# Let's "Take the Waters"...



## bearswede (Nov 5, 2005)

A nice grouping of large saratogas...


----------



## baltbottles (Nov 6, 2005)

Nice


----------



## Miles (Nov 6, 2005)

Real nice, looks like great whittling on the clear one.


----------



## bearswede (Nov 6, 2005)

Thanks, guys...

 Left to right:

 Geyser Spring, Saratoga, NY; Haskin's Spring Co., Shutesbury, MA; Middletown Healing Springs, Middletown, VT; Clarke & Co., NY; Hathorn Spring, Saratoga, NY...


 Ron


----------



## Road Dog (Nov 6, 2005)

Nice bottles.

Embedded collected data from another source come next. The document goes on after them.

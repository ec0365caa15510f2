use sqlx::FromRow;
use uuid::Uuid;

/// One row of `order_items` left-joined with its menu item.
#[derive(Debug, Clone, FromRow)]
pub struct OrderItemRecord {
    pub id: Uuid,
    pub order_id: Uuid,
    pub menu_item_id: Option<Uuid>,
    pub quantity: i32,
    pub unit_price: Option<f64>,
    pub total_price: Option<f64>,
    pub menu_item_ref: Option<Uuid>,
    pub menu_item_name: Option<String>,
}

I sold some of mine.Still have 3 or 4 of the quart size ones though.


----------



## bearswede (Nov 6, 2005)

Which ones ya got, RD? Photos?


----------



## Tony14 (Nov 6, 2005)

Nice saratogas Ron.


----------



## Road Dog (Nov 6, 2005)

I have Poland Water, Clarke & White, Middletown, Congress Water, and Acid Springs.


----------



## Miles (Nov 6, 2005)

There's a nice Saratoga on ebay right now, I think it's a Hathorn Springs.


----------